Stored data:
Content starts
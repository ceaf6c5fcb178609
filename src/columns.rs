//LICENSE Portions Copyright 2019-2021 ZomboDB, LLC.
//LICENSE
//LICENSE Portions Copyright 2021-2023 Technology Concepts & Design, Inc.
//LICENSE
//LICENSE Portions Copyright 2023-2023 PgCentral Foundation, Inc. <contact@pgcentral.org>
//LICENSE
//LICENSE All rights reserved.
//LICENSE
//LICENSE Use of this source code is governed by the MIT license that can be found in the LICENSE file.
//! Column probing over a relation's tuple descriptor.
//!
//! Attribute numbers are 1-based positions in the *raw* descriptor, dropped columns
//! included, which is what `SPI_getvalue` expects.
use core::ffi::CStr;
use pgrx::PgTupleDesc;

/// Read-only view of a tuple descriptor
pub trait ColumnLayout {
    /// Number of attributes in the raw descriptor, dropped ones included
    fn natts(&self) -> usize;

    /// Whether attribute `attnum` (1-based) has been dropped
    fn is_dropped(&self, attnum: usize) -> bool;

    /// Name of attribute `attnum` (1-based)
    fn column_name(&self, attnum: usize) -> &[u8];
}

/// Number of attributes in `desc` that have not been dropped
pub fn count_live_columns<L: ColumnLayout + ?Sized>(desc: &L) -> usize {
    (1..=desc.natts()).filter(|&attnum| !desc.is_dropped(attnum)).count()
}

/// `(attnum, name)` of every live attribute, in descriptor order
pub fn live_columns<'a, L: ColumnLayout + ?Sized>(
    desc: &'a L,
) -> impl Iterator<Item = (usize, &'a [u8])> + 'a {
    (1..=desc.natts())
        .filter(move |&attnum| !desc.is_dropped(attnum))
        .map(move |attnum| (attnum, desc.column_name(attnum)))
}

impl ColumnLayout for PgTupleDesc<'_> {
    fn natts(&self) -> usize {
        self.len()
    }

    fn is_dropped(&self, attnum: usize) -> bool {
        self.get(attnum - 1).map(|att| att.attisdropped).unwrap_or(true)
    }

    fn column_name(&self, attnum: usize) -> &[u8] {
        match self.get(attnum - 1) {
            // SAFETY: `attname` is a NameData, which Postgres always NUL-terminates within
            // its NAMEDATALEN bytes
            Some(att) => unsafe { CStr::from_ptr(att.attname.data.as_ptr()) }.to_bytes(),
            None => b"",
        }
    }
}

#[cfg(test)]
pub(crate) mod tests {
    use super::*;

    /// In-memory stand-in for a tuple descriptor
    pub(crate) struct Layout(pub Vec<(&'static str, bool)>);

    impl Layout {
        pub(crate) fn live(names: &[&'static str]) -> Self {
            Layout(names.iter().map(|name| (*name, false)).collect())
        }
    }

    impl ColumnLayout for Layout {
        fn natts(&self) -> usize {
            self.0.len()
        }

        fn is_dropped(&self, attnum: usize) -> bool {
            self.0[attnum - 1].1
        }

        fn column_name(&self, attnum: usize) -> &[u8] {
            self.0[attnum - 1].0.as_bytes()
        }
    }

    #[test]
    fn counts_every_live_column() {
        assert_eq!(count_live_columns(&Layout::live(&["id", "name", "note"])), 3);
    }

    #[test]
    fn empty_descriptor_has_no_columns() {
        assert_eq!(count_live_columns(&Layout(vec![])), 0);
        assert_eq!(live_columns(&Layout(vec![])).count(), 0);
    }

    #[test]
    fn dropped_columns_are_skipped() {
        let layout = Layout(vec![
            ("id", false),
            ("........pg.dropped.2........", true),
            ("name", false),
            ("........pg.dropped.4........", true),
        ]);
        assert_eq!(count_live_columns(&layout), 2);
        let live = live_columns(&layout).collect::<Vec<_>>();
        assert_eq!(live, vec![(1, &b"id"[..]), (3, &b"name"[..])]);
    }

    #[test]
    fn all_dropped_counts_zero() {
        let layout = Layout(vec![("a", true), ("b", true)]);
        assert_eq!(count_live_columns(&layout), 0);
    }
}
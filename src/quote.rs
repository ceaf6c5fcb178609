//LICENSE Portions Copyright 2019-2021 ZomboDB, LLC.
//LICENSE
//LICENSE Portions Copyright 2021-2023 Technology Concepts & Design, Inc.
//LICENSE
//LICENSE Portions Copyright 2023-2023 PgCentral Foundation, Inc. <contact@pgcentral.org>
//LICENSE
//LICENSE All rights reserved.
//LICENSE
//LICENSE Use of this source code is governed by the MIT license that can be found in the LICENSE file.
//! SQL quoting of identifiers and literals over raw bytes.
//!
//! Column values arrive as whatever bytes the server encoding produced, so nothing here
//! assumes UTF-8 or a trailing NUL.  When the server encoding is multibyte, the interior
//! bytes of a multibyte character are copied through untouched: in encodings such as
//! SJIS or BIG5 a trailing byte may look exactly like `\` or `'`.

/// Reports how many bytes the character starting at `bytes[0]` occupies.
///
/// `bytes` is never empty.  Results outside `1..=bytes.len()` are clamped by the caller.
pub type CharLen = fn(&[u8]) -> usize;

/// How the quoting functions walk their input
#[derive(Debug, Clone, Copy)]
pub enum QuoteMode {
    /// Every byte is examined on its own
    Bytewise,
    /// Input is walked one character at a time; only single-byte characters are examined
    Multibyte(CharLen),
}

impl QuoteMode {
    /// Multibyte walking using UTF-8 lead-byte rules
    pub fn utf8() -> Self {
        QuoteMode::Multibyte(utf8_char_len)
    }

    /// Calls `f` once per character of `input`, with the character's bytes
    #[inline]
    fn for_each_char(self, input: &[u8], mut f: impl FnMut(&[u8])) {
        match self {
            QuoteMode::Bytewise => input.chunks(1).for_each(f),
            QuoteMode::Multibyte(char_len) => {
                let mut rest = input;
                while !rest.is_empty() {
                    let len = char_len(rest).clamp(1, rest.len());
                    let (ch, tail) = rest.split_at(len);
                    f(ch);
                    rest = tail;
                }
            }
        }
    }
}

/// Byte length of a UTF-8 sequence, judged from its lead byte only
pub fn utf8_char_len(bytes: &[u8]) -> usize {
    match bytes[0] {
        0x00..=0x7f => 1,
        0xc0..=0xdf => 2,
        0xe0..=0xef => 3,
        0xf0..=0xf7 => 4,
        // stray continuation byte or invalid lead byte
        _ => 1,
    }
}

/// Returns `ident` as a double-quoted SQL identifier, every embedded `"` doubled.
///
/// The output is never empty; an empty input yields `""`.  No truncation to
/// `NAMEDATALEN` happens here.
pub fn quote_ident(ident: &[u8], mode: QuoteMode) -> Vec<u8> {
    let mut out = Vec::with_capacity(ident.len() + 2);
    out.push(b'"');
    mode.for_each_char(ident, |ch| {
        if ch == b"\"" {
            out.push(b'"');
        }
        out.extend_from_slice(ch);
    });
    out.push(b'"');
    out
}

/// Returns `literal` as a single-quoted SQL string, with a `\` in front of every `'`
/// and `\`.
///
/// The escapes are only honored by Postgres inside an `E'...'` string, so callers that
/// embed the result in a statement prefix it with `E`.
pub fn quote_literal(literal: &[u8], mode: QuoteMode) -> Vec<u8> {
    let mut out = Vec::with_capacity(literal.len() + 2);
    out.push(b'\'');
    mode.for_each_char(literal, |ch| {
        if ch == b"'" || ch == b"\\" {
            out.push(b'\\');
        }
        out.extend_from_slice(ch);
    });
    out.push(b'\'');
    out
}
Content ends
> Your assignment:
All the records, from start to finish, are to be repeated exactly.

> Result of the task:
repository ceaf6c5fcb178609
filename src/columns.rs
//LICENSE Portions Copyright 2019-2021 ZomboDB, LLC.
//LICENSE
//LICENSE Portions Copyright 2021-2023 Technology Concepts & Design, Inc.
//LICENSE
//LICENSE Portions Copyright 2023-2023 PgCentral Foundation, Inc. <contact@pgcentral.org>
//LICENSE
//LICENSE All rights reserved.
//LICENSE
//LICENSE Use of this source code is governed by the MIT license that can be found in the LICENSE file.
//! Column probing over a relation's tuple descriptor.
//!
//! Attribute numbers are 1-based positions in the *raw* descriptor, dropped columns
//! included, which is what `SPI_getvalue` expects.
use core::ffi::CStr;
use pgrx::PgTupleDesc;

/// Read-only view of a tuple descriptor
pub trait ColumnLayout {
    /// Number of attributes in the raw descriptor, dropped ones included
    fn natts(&self) -> usize;

    /// Whether attribute `attnum` (1-based) has been dropped
    fn is_dropped(&self, attnum: usize) -> bool;

    /// Name of attribute `attnum` (1-based)
    fn column_name(&self, attnum: usize) -> &[u8];
}

/// Number of attributes in `desc` that have not been dropped
pub fn count_live_columns<L: ColumnLayout + ?Sized>(desc: &L) -> usize {
    (1..=desc.natts()).filter(|&attnum| !desc.is_dropped(attnum)).count()
}

/// `(attnum, name)` of every live attribute, in descriptor order
pub fn live_columns<'a, L: ColumnLayout + ?Sized>(
    desc: &'a L,
) -> impl Iterator<Item = (usize, &'a [u8])> + 'a {
    (1..=desc.natts())
        .filter(move |&attnum| !desc.is_dropped(attnum))
        .map(move |attnum| (attnum, desc.column_name(attnum)))
}

impl ColumnLayout for PgTupleDesc<'_> {
    fn natts(&self) -> usize {
        self.len()
    }

    fn is_dropped(&self, attnum: usize) -> bool {
        self.get(attnum - 1).map(|att| att.attisdropped).unwrap_or(true)
    }

    fn column_name(&self, attnum: usize) -> &[u8] {
        match self.get(attnum - 1) {
            // SAFETY: `attname` is a NameData, which Postgres always NUL-terminates within
            // its NAMEDATALEN bytes
            Some(att) => unsafe { CStr::from_ptr(att.attname.data.as_ptr()) }.to_bytes(),
            None => b"",
        }
    }
}

#[cfg(test)]
pub(crate) mod tests {
    use super::*;

    /// In-memory stand-in for a tuple descriptor
    pub(crate) struct Layout(pub Vec<(&'static str, bool)>);

    impl Layout {
        pub(crate) fn live(names: &[&'static str]) -> Self {
            Layout(names.iter().map(|name| (*name, false)).collect())
        }
    }

    impl ColumnLayout for Layout {
        fn natts(&self) -> usize {
            self.0.len()
        }

        fn is_dropped(&self, attnum: usize) -> bool {
            self.0[attnum - 1].1
        }

        fn column_name(&self, attnum: usize) -> &[u8] {
            self.0[attnum - 1].0.as_bytes()
        }
    }

    #[test]
    fn counts_every_live_column() {
        assert_eq!(count_live_columns(&Layout::live(&["id", "name", "note"])), 3);
    }

    #[test]
    fn empty_descriptor_has_no_columns() {
        assert_eq!(count_live_columns(&Layout(vec![])), 0);
        assert_eq!(live_columns(&Layout(vec![])).count(), 0);
    }

    #[test]
    fn dropped_columns_are_skipped() {
        let layout = Layout(vec![
            ("id", false),
            ("........pg.dropped.2........", true),
            ("name", false),
            ("........pg.dropped.4........", true),
        ]);
        assert_eq!(count_live_columns(&layout), 2);
        let live = live_columns(&layout).collect::<Vec<_>>();
        assert_eq!(live, vec![(1, &b"id"[..]), (3, &b"name"[..])]);
    }

    #[test]
    fn all_dropped_counts_zero() {
        let layout = Layout(vec![("a", true), ("b", true)]);
        assert_eq!(count_live_columns(&layout), 0);
    }
}
filename src/quote.rs
repository ceaf6c5fcb178609
//LICENSE Portions Copyright 2019-2021 ZomboDB, LLC.
//LICENSE
//LICENSE Portions Copyright 2021-2023 Technology Concepts & Design, Inc.
//LICENSE
//LICENSE Portions Copyright 2023-2023 PgCentral Foundation, Inc. <contact@pgcentral.org>
//LICENSE
//LICENSE All rights reserved.
//LICENSE
//LICENSE Use of this source code is governed by the MIT license that can be found in the LICENSE file.
//! SQL quoting of identifiers and literals over raw bytes.
//!
//! Column values arrive as whatever bytes the server encoding produced, so nothing here
//! assumes UTF-8 or a trailing NUL.  When the server encoding is multibyte, the interior
//! bytes of a multibyte character are copied through untouched: in encodings such as
//! SJIS or BIG5 a trailing byte may look exactly like `\` or `'`.

/// Reports how many bytes the character starting at `bytes[0]` occupies.
///
/// `bytes` is never empty.  Results outside `1..=bytes.len()` are clamped by the caller.
pub type CharLen = fn(&[u8]) -> usize;

/// How the quoting functions walk their input
#[derive(Debug, Clone, Copy)]
pub enum QuoteMode {
    /// Every byte is examined on its own
    Bytewise,
    /// Input is walked one character at a time; only single-byte characters are examined
    Multibyte(CharLen),
}

impl QuoteMode {
    /// Multibyte walking using UTF-8 lead-byte rules
    pub fn utf8() -> Self {
        QuoteMode::Multibyte(utf8_char_len)
    }

    /// Calls `f` once per character of `input`, with the character's bytes
    #[inline]
    fn for_each_char(self, input: &[u8], mut f: impl FnMut(&[u8])) {
        match self {
            QuoteMode::Bytewise => input.chunks(1).for_each(f),
            QuoteMode::Multibyte(char_len) => {
                let mut rest = input;
                while !rest.is_empty() {
                    let len = char_len(rest).clamp(1, rest.len());
                    let (ch, tail) = rest.split_at(len);
                    f(ch);
                    rest = tail;
                }
            }
        }
    }
}

/// Byte length of a UTF-8 sequence, judged from its lead byte only
pub fn utf8_char_len(bytes: &[u8]) -> usize {
    match bytes[0] {
        0x00..=0x7f => 1,
        0xc0..=0xdf => 2,
        0xe0..=0xef => 3,
        0xf0..=0xf7 => 4,
        // stray continuation byte or invalid lead byte
        _ => 1,
    }
}

/// Returns `ident` as a double-quoted SQL identifier, every embedded `"` doubled.
///
/// The output is never empty; an empty input yields `""`.  No truncation to
/// `NAMEDATALEN` happens here.
pub fn quote_ident(ident: &[u8], mode: QuoteMode) -> Vec<u8> {
    let mut out = Vec::with_capacity(ident.len() + 2);
    out.push(b'"');
    mode.for_each_char(ident, |ch| {
        if ch == b"\"" {
            out.push(b'"');
        }
        out.extend_from_slice(ch);
    });
    out.push(b'"');
    out
}

/// Returns `literal` as a single-quoted SQL string, with a `\` in front of every `'`
/// and `\`.
///
/// The escapes are only honored by Postgres inside an `E'...'` string, so callers that
/// embed the result in a statement prefix it with `E`.
pub fn quote_literal(literal: &[u8], mode: QuoteMode) -> Vec<u8> {
    let mut out = Vec::with_capacity(literal.len() + 2);
    out.push(b'\'');
    mode.for_each_char(literal, |ch| {
        if ch == b"'" || ch == b"\\" {
            out.push(b'\\');
        }
        out.extend_from_slice(ch);
    });
    out.push(b'\'');
    out
}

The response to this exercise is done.